Eventualmente acabarei por me dedicar mais do que um parágrafo para cada um desses três tópicos da filosofia da ciência, mas vamos antes passar por uma rápida revisão do assunto como um todo, começando com o estudo da natureza da filosofia da ciência. Esta é provavelmente a atividade que a maioria das pessoas identificaria se a elas fossem perguntadas o que os filósofos da ciência fazem. Nomes como Karl Popper, Thomas Kuhn e até mesmo Paul Feyerebend facilmente vêm à mente. Deveriam os cientistas rejeitarem hipóteses, em vez de tentar confirmá-las? Será que a ciência avança por um processo de “equilíbrio pontuado”, alternando longos períodos de quebra-cabeças com breves explosões de revolução radical? Estas duas perguntas apontam para a existência de dois tipos diferentes de investigações filosóficas sobre a natureza da ciência. Por um lado, o trabalho de Popper é caracterizado por uma atitude normativa: falsificação não é necessariamente a maneira como os cientistas trabalham, mas é a maneira como eles deveriam trabalhar. A investigação de Kuhn, por outro lado, é mais descritiva: o filósofo aqui desempenha um papel próximo ao de um historiador crítico, que descreve como a ciência funciona, mas abstendo-se, tanto quanto possível, de juízo de valor sobre a eficácia ou falta dela em práticas científicas particulares.

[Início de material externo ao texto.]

//! Frame timing

/// Largest delta handed to the simulation; longer stalls are truncated
pub const MAX_FRAME_DT: f32 = 0.1;

/// Timing sampled once at the start of a frame
#[derive(Debug, Clone, Copy, PartialEq)]
pub struct Frame {
    pub dt: f32,
    pub now: f64,
}

/// Monotonic game clock fed by the host's elapsed time
#[derive(Debug, Clone, Default)]
pub struct FrameClock {
    now: f64,
}

impl FrameClock {
    pub fn new() -> Self {
        Self::default()
    }

    /// Advance by the host's elapsed seconds and sample this frame.
    ///
    /// Negative or non-finite deltas count as zero so `now` never runs
    /// backwards.
    pub fn advance(&mut self, elapsed: f32) -> Frame {
        let dt = if elapsed.is_finite() {
            elapsed.clamp(0.0, MAX_FRAME_DT)
        } else {
            0.0
        };
        self.now += dt as f64;
        Frame { dt, now: self.now }
    }

    #[inline]
    pub fn now(&self) -> f64 {
        self.now
    }
}
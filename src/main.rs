//! Asteroids headless runner
//!
//! Plays a number of frames with the autopilot at a fixed 60 Hz and reports
//! how the games went.
//!
//! Usage: `asteroids [TUNING_JSON] [SEED] [FRAMES]`

use serde::Serialize;

use asteroids::Tuning;
use asteroids::platform::{Autopilot, FrameClock};
use asteroids::sim::{GameEvent, GameState, tick};

/// Host frame time fed to the clock
const FRAME_DT: f32 = 1.0 / 60.0;
/// Two minutes of play
const DEFAULT_FRAMES: u64 = 60 * 120;
const DEFAULT_SEED: u64 = 0x5eed;

/// Run report printed to stdout as JSON
#[derive(Debug, Default, Serialize)]
struct Summary {
    seed: u64,
    frames: u64,
    games: u32,
    wins: u32,
    losses: u32,
    best_score: u32,
    asteroids_destroyed: u32,
    shots_fired: usize,
    power_ups_collected: u32,
}

fn parse_arg<T: std::str::FromStr>(arg: Option<&String>, name: &str, default: T) -> T {
    match arg {
        Some(raw) => raw.parse().unwrap_or_else(|_| {
            log::warn!("Ignoring invalid {name} {raw:?}");
            default
        }),
        None => default,
    }
}

fn main() {
    #[cfg(not(target_arch = "wasm32"))]
    env_logger::init();
    log::info!("Asteroids (headless) starting...");

    let args: Vec<String> = std::env::args().skip(1).collect();
    let tuning = match args.first() {
        Some(path) => Tuning::load_or_default(path),
        None => Tuning::default(),
    };
    let seed = parse_arg(args.get(1), "seed", DEFAULT_SEED);
    let frames = parse_arg(args.get(2), "frame count", DEFAULT_FRAMES);

    let mut state = GameState::new(tuning, seed);
    let mut clock = FrameClock::new();
    let pilot = Autopilot::default();
    let mut summary = Summary {
        seed,
        frames,
        games: 1,
        ..Summary::default()
    };

    for _ in 0..frames {
        let frame = clock.advance(FRAME_DT);
        let input = pilot.input(&state);
        tick(&mut state, &input, frame.dt, frame.now);

        for event in state.events() {
            match event {
                GameEvent::ShotFired { bullets } => summary.shots_fired += bullets,
                GameEvent::AsteroidDestroyed { .. } => summary.asteroids_destroyed += 1,
                GameEvent::PowerUpCollected(kind) => {
                    summary.power_ups_collected += 1;
                    log::info!("Picked up {} at {:.1}s", kind.as_str(), frame.now);
                }
                GameEvent::PlayerHit => summary.losses += 1,
                GameEvent::GameWon => summary.wins += 1,
                GameEvent::Restarted => summary.games += 1,
                _ => {}
            }
        }
        summary.best_score = summary.best_score.max(state.score());
    }

    log::info!(
        "Played {} game(s) in {:.1}s: {} won, {} lost, best score {}",
        summary.games,
        clock.now(),
        summary.wins,
        summary.losses,
        summary.best_score
    );
    match serde_json::to_string_pretty(&summary) {
        Ok(json) => println!("{json}"),
        Err(e) => log::error!("Failed to serialize summary: {e}"),
    }
}
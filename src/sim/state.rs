//! Game state and core simulation types
//!
//! Everything the presentation layer reads after a tick lives here.

use glam::Vec2;
use serde::{Deserialize, Serialize};

use super::asteroid::{Asteroid, spawn_field};
use super::geometry::out_of_bounds;
use super::player::Player;
use super::pool::Pool;
use super::powerup::{PowerUp, PowerUpKind};
use super::rng::SimRng;
use crate::tuning::Tuning;

/// Current phase of gameplay
#[derive(Debug, Clone, Copy, PartialEq, Eq, Serialize, Deserialize)]
pub enum GamePhase {
    /// Active gameplay
    Playing,
    /// The ship hit an asteroid
    GameOver,
    /// Every asteroid destroyed
    GameWon,
}

impl GamePhase {
    /// Terminal phases only wait for the restart input
    pub fn is_terminal(self) -> bool {
        !matches!(self, GamePhase::Playing)
    }
}

/// Something the presentation layer may want to draw or play a sound for
#[derive(Debug, Clone, Copy, PartialEq, Serialize, Deserialize)]
pub enum GameEvent {
    /// The weapon fired this many bullets
    ShotFired { bullets: usize },
    AsteroidDestroyed { position: Vec2, generation: u8 },
    /// Fatal collision with an asteroid
    PlayerHit,
    /// Invincible ship deflected off an asteroid
    PlayerBounced,
    PowerUpSpawned(PowerUpKind),
    PowerUpCollected(PowerUpKind),
    PowerUpExpired(PowerUpKind),
    GameWon,
    /// A new game started after a restart input
    Restarted,
}

/// A bullet in flight
#[derive(Debug, Clone, PartialEq, Serialize, Deserialize)]
pub struct Bullet {
    /// Position before the last integration step (start of the swept segment)
    pub prev_position: Vec2,
    pub position: Vec2,
    pub velocity: Vec2,
    pub radius: f32,
    /// `None` when bullets only expire by leaving the world
    pub spawned_at: Option<f64>,
}

impl Bullet {
    pub fn advance(&mut self, dt: f32) {
        self.prev_position = self.position;
        self.position += self.velocity * dt;
    }

    /// Out of the world, or older than `lifetime`
    pub fn is_expired(
        &self,
        now: f64,
        lifetime: Option<f32>,
        world_min: Vec2,
        world_max: Vec2,
    ) -> bool {
        let too_old = match (self.spawned_at, lifetime) {
            (Some(t), Some(lifetime)) => now - t >= lifetime as f64,
            _ => false,
        };
        too_old || out_of_bounds(self.position, world_min, world_max)
    }
}

/// Complete game state for one session
#[derive(Debug, Clone, Serialize, Deserialize)]
pub struct GameState {
    pub tuning: Tuning,
    /// Seed the current game was built from
    pub seed: u64,
    pub phase: GamePhase,
    /// Frames simulated since the last reset
    pub frame: u64,
    pub player: Player,
    pub bullets: Pool<Bullet>,
    pub asteroids: Pool<Asteroid>,
    pub power_ups: Pool<PowerUp>,
    /// Events raised by the most recent tick
    #[serde(skip)]
    pub events: Vec<GameEvent>,
    #[serde(skip)]
    pub rng: SimRng,
}

impl GameState {
    /// Create a new game with the given tuning and seed
    pub fn new(tuning: Tuning, seed: u64) -> Self {
        let mut state = Self {
            player: Player::new(&tuning),
            bullets: Pool::with_capacity(tuning.bullet_capacity),
            asteroids: Pool::with_capacity(tuning.asteroid_capacity),
            power_ups: Pool::with_capacity(tuning.power_up_capacity),
            tuning,
            seed,
            phase: GamePhase::Playing,
            frame: 0,
            events: Vec::new(),
            rng: SimRng::new(seed),
        };
        state.reset(seed);
        state
    }

    /// Start over: reseed, clear every pool and scatter a new asteroid field
    pub fn reset(&mut self, seed: u64) {
        self.seed = seed;
        self.rng = SimRng::new(seed);
        self.phase = GamePhase::Playing;
        self.frame = 0;
        self.player = Player::new(&self.tuning);
        self.bullets.clear();
        self.asteroids.clear();
        self.power_ups.clear();
        self.events.clear();

        for asteroid in spawn_field(&mut self.rng, &self.tuning) {
            self.spawn_asteroid(asteroid);
        }
        log::info!(
            "New game (seed {seed}): {} asteroids",
            self.asteroids.len()
        );
    }

    /// Add a bullet; silently dropped when the pool is full
    pub fn spawn_bullet(&mut self, bullet: Bullet) -> bool {
        match self.bullets.push(bullet) {
            Ok(_) => true,
            Err(e) => {
                log::trace!("bullet dropped: {e}");
                false
            }
        }
    }

    /// Add an asteroid; silently dropped when the pool is full
    pub fn spawn_asteroid(&mut self, asteroid: Asteroid) -> bool {
        match self.asteroids.push(asteroid) {
            Ok(_) => true,
            Err(e) => {
                log::trace!("asteroid dropped: {e}");
                false
            }
        }
    }

    #[inline]
    pub fn score(&self) -> u32 {
        self.player.score
    }

    /// Events raised by the most recent tick
    pub fn events(&self) -> &[GameEvent] {
        &self.events
    }
}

Sem dúvida que os cientistas têm direito às suas próprias opiniões sobre como eles fazem o seu trabalho e sua eficácia. No entanto, curiosamente, considerando a popularidade de ceticismo que os cientistas profissionais assumem quando falam em filosofia, eles parecem ter absorvido com pouca dificuldade os ensinamentos de Popper e Kuhn. De fato, é bastante comum que em livros introdutórios nas ciências ensina-se o método científico de uma forma popperiana um tanto ingênua, e não é raro encontrar cientistas em reuniões ou na mídia que falam ou escrevem sobre “mudanças de paradigma” à la Kuhn.

Seja como for, figuras como Popper e Kuhn aparecem só de vez em quando, e quando surgem fazem análises de grande amplitude sobre as ciências. A maioria dos demais filósofos da ciência, por outro lado, tendem a publicar nas restantes duas áreas de atuação. Análise crítica dos conceitos científicos fundamentais é um campo interessante na fronteira entre filosofia e ciência, uma vez que tais análises podem ser realizadas dentro do espírito de compreensão filosófica pura, mas podem também, pelo menos em princípio, influenciar a prática da ciência. Naturalmente, isso só pode acontecer quando os cientistas se preocupam em ler literatura filosófica ou frequentam encontros e congressos sobre o tema -, mas alguns deles o fazem! No final do espectro mais perto de investigação filosófica pura do que a prática científica, encontramos, por exemplo, as investigações sobre a natureza da causalidade. Embora o conceito de uma causa é, obviamente, fundamental para a ciência, a maioria dos cientistas (com a possível exceção de alguns físicos que trabalham com mecânica quântica) nunca deram-lhe mais do que um pensamento passageiro. Mais perto do que pode ser diretamente útil para os cientistas são os estudos sobre a natureza da seleção natural na biologia. Por exemplo, a questão de saber se ela pode, de alguma forma, ser significativa considerada uma “força” análogas às estudadas pela física. As respostas a estas duas perguntas, a propósito, ainda se tem muito a se aprender, no verdadeiro estilo filosófico (que é uma das coisas que realmente irrita os cientistas sobre a filosofia).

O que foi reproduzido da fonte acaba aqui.